Went to Vances in Hebron today to take a fishing rod in for repair. Figured while I was there I'd cruise the gun case. This older gent in a army cap took a liking to me or something, I dont know. He was behind the counter I should add. We started talking guns, he started getting excited and showing me the differences between the series 70 and series 80 1911's. (he prefers the 70's) I was like, "Dude, put'em away I aint buying today... to many bills.." He's saying "dont worry it be good, let me show you some more neat firearms." So he starts pulling M1's off the shelf, and laughs and shows me this Rossi that my forearm is longer then.. Going on about how fun it would to own and shoot for fun. Said it was pretty useless but look fun. Got a talk on how Sigs are nicer feel then Kimber's and how Coonan been making 1911 in 357 for years...(man that is a monster gun) Then I was like well, I kind of interested in M&P performance 9mm. Hes like "Lets go down there" pulls them out, and Im like, "dude, compared to those 1911 style guns you showed me earlier, these are for kids." Then he makes a statement that brings Saugeye Tom right to the forefront...He says "Them GD plastic guns aint worth crap." Just started laughing my A** off. Enjoyable Afternoon... Tks. to whom ever you were.


----------



## Drm50 (Dec 26, 2014)

Went to LGS yesterday to pick up a S&W that I had shipped in for transfer. I went through same
as you but in reverse. The young guys were trying to show me the error of my ways fooling with
old cowboy six shooters when I could have a 17shot Fisher Price Tatical World Class plastic pistol
for the same money or less. And get it in my favorite color or camouflage to boot. When I get to
that point I will sell out and start collecting man hole covers.


----------



## Saugeye Tom (Oct 6, 2010)

Dovans said:


> Went to Vances in Hebron today to take a fishing rod in for repair. Figured while I was there I'd cruise the gun case. This older gent in a army cap took a liking to me or something, I dont know. He was behind the counter I should add. We started talking guns, he started getting excited and showing me the differences between the series 70 and series 80 1911's. (he prefers the 70's) I was like, "Dude, put'em away I aint buying today... to many bills.." He's saying "dont worry it be good, let me show you some more neat firearms." So he starts pulling M1's off the shelf, and laughs and shows me this Rossi that my forearm is longer then.. Going on about how fun it would to own and shoot for fun.

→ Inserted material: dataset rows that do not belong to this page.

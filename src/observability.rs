//! Observability: tracing setup and in-process counters

use serde::{Deserialize, Serialize};
use std::sync::atomic::{AtomicU64, Ordering};
use tracing_subscriber::EnvFilter;

/// Install the global fmt subscriber. `RUST_LOG` overrides the `info` default.
pub fn init_tracing() {
    let filter = EnvFilter::try_from_default_env().unwrap_or_else(|_| EnvFilter::new("info"));
    tracing_subscriber::fmt().with_env_filter(filter).init();
}

/// Metrics handle for recording counters
#[derive(Debug, Default)]
pub struct Metrics {
    exports_started: AtomicU64,
    reports_finished: AtomicU64,
    reports_failed: AtomicU64,
    cache_hits: AtomicU64,
    cache_misses: AtomicU64,
    cache_evictions: AtomicU64,
}

impl Metrics {
    pub fn new() -> Self {
        Self::default()
    }

    pub fn export_started(&self) {
        self.exports_started.fetch_add(1, Ordering::Relaxed);
        tracing::debug!(counter = "exports_started", "Metric incremented");
    }

    pub fn report_finished(&self) {
        self.reports_finished.fetch_add(1, Ordering::Relaxed);
        tracing::debug!(counter = "reports_finished", "Metric incremented");
    }

    pub fn report_failed(&self) {
        self.reports_failed.fetch_add(1, Ordering::Relaxed);
        tracing::debug!(counter = "reports_failed", "Metric incremented");
    }

    pub fn cache_hit(&self) {
        self.cache_hits.fetch_add(1, Ordering::Relaxed);
    }

    pub fn cache_miss(&self) {
        self.cache_misses.fetch_add(1, Ordering::Relaxed);
    }

    pub fn cache_evicted(&self, count: u64) {
        self.cache_evictions.fetch_add(count, Ordering::Relaxed);
    }

    pub fn snapshot(&self) -> MetricsSnapshot {
        MetricsSnapshot {
            exports_started: self.exports_started.load(Ordering::Relaxed),
            reports_finished: self.reports_finished.load(Ordering::Relaxed),
            reports_failed: self.reports_failed.load(Ordering::Relaxed),
            cache_hits: self.cache_hits.load(Ordering::Relaxed),
            cache_misses: self.cache_misses.load(Ordering::Relaxed),
            cache_evictions: self.cache_evictions.load(Ordering::Relaxed),
        }
    }
}

#[derive(Debug, Clone, PartialEq, Eq, Serialize, Deserialize)]
pub struct MetricsSnapshot {
    pub exports_started: u64,
    pub reports_finished: u64,
    pub reports_failed: u64,
    pub cache_hits: u64,
    pub cache_misses: u64,
    pub cache_evictions: u64,
}
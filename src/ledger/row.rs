use csv::{ReaderBuilder, StringRecord};
use tracing::debug;

/// One ledger entry: `date,account,memo,debit,credit`
#[derive(Debug, Clone, PartialEq)]
pub struct LedgerRow {
    pub date: String,
    pub account: String,
    pub memo: String,
    pub debit: f64,
    pub credit: f64,
}

impl LedgerRow {
    /// Build a row from raw fields. Missing trailing fields are empty.
    pub fn from_record(record: &StringRecord) -> Self {
        let field = |idx: usize| record.get(idx).unwrap_or_default();

        Self {
            date: field(0).to_string(),
            account: field(1).to_string(),
            memo: field(2).to_string(),
            debit: parse_amount(field(3)),
            credit: parse_amount(field(4)),
        }
    }

    /// Signed contribution of this row: debit positive, credit negative
    pub fn net(&self) -> f64 {
        self.debit - self.credit
    }
}

/// Rows of one ledger file, immutable once parsed
#[derive(Debug, Clone, PartialEq)]
pub struct ParsedFile {
    pub name: String,
    pub rows: Vec<LedgerRow>,
}

impl ParsedFile {
    /// Tokenize file content: one row per line, fields split on every comma.
    ///
    /// No quoting and no header row. Blank lines are skipped.
    pub fn parse(name: &str, content: &str) -> Self {
        let mut reader = ReaderBuilder::new()
            .has_headers(false)
            .flexible(true)
            .quoting(false)
            .from_reader(content.trim().as_bytes());

        let mut rows = Vec::new();
        for (line, record) in reader.records().enumerate() {
            match record {
                Ok(record) if record.iter().all(|f| f.trim().is_empty()) => {}
                Ok(record) => rows.push(LedgerRow::from_record(&record)),
                Err(err) => debug!(file = name, line, %err, "Skipping unreadable ledger line"),
            }
        }

        Self {
            name: name.to_string(),
            rows,
        }
    }
}

/// Empty and non-numeric amounts count as zero.
fn parse_amount(raw: &str) -> f64 {
    let trimmed = raw.trim();
    if trimmed.is_empty() {
        return 0.0;
    }

    match trimmed.parse::<f64>() {
        Ok(value) if value.is_finite() => value,
        _ => {
            debug!(value = raw, "Non-numeric amount treated as zero");
            0.0
        }
    }
}
use axum::{Json, http::StatusCode, response::IntoResponse};
use thiserror::Error;

use super::models::ErrorResponse;

#[derive(Debug, Error)]
pub enum ApiError {
    #[error("resource not found: {0}")]
    NotFound(String),
}

impl ApiError {
    pub fn status_code(&self) -> StatusCode {
        match self {
            ApiError::NotFound(_) => StatusCode::NOT_FOUND,
        }
    }

    pub fn code(&self) -> &'static str {
        match self {
            ApiError::NotFound(_) => "NOT_FOUND",
        }
    }
}

impl IntoResponse for ApiError {
    fn into_response(self) -> axum::response::Response {
        let status = self.status_code();
        let body = ErrorResponse {
            code: self.code(),
            message: self.to_string(),
        };

        (status, Json(body)).into_response()
    }
}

Said it was pretty useless but look fun. Got a talk on how Sigs are nicer feel then Kimber's and how Coonan been making 1911 in 357 for years...(man that is a monster gun) Then I was like well, I kind of interested in M&P performance 9mm. Hes like "Lets go down there" pulls them out, and Im like, "dude, compared to those 1911 style guns you showed me earlier, these are for kids." Then he makes a statement that brings Saugeye Tom right to the forefront...He says "Them GD plastic guns aint worth crap." Just started laughing my A** off. Enjoyable Afternoon... Tks. to whom ever you were.


That guy don't know nuthin


----------



## MIGHTY (Sep 21, 2013)

Here's a picture of my great grandpa before he was shipped over seas from his WW1 scrapbook. Notice the mag pouch on his belt where he carried spares for the glock on his hip.......................


----------